### Exercise directions
Produce all the records again exactly as they stand.

Dataset records:
%%
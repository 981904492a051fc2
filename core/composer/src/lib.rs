pub mod composer;
pub mod engine;
pub mod templates;

pub use composer::{filter_by_prefix, without_notify_tags, SuggestionCache, SuggestionComposer};
pub use engine::Engine;
pub use templates::{ListStyle, TemplateRenderer};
%%
### Response below
repository 981904492a051fc2
filename core/composer/src/lib.rs
pub mod composer;
pub mod engine;
pub mod templates;

pub use composer::{filter_by_prefix, without_notify_tags, SuggestionCache, SuggestionComposer};
pub use engine::Engine;
pub use templates::{ListStyle, TemplateRenderer};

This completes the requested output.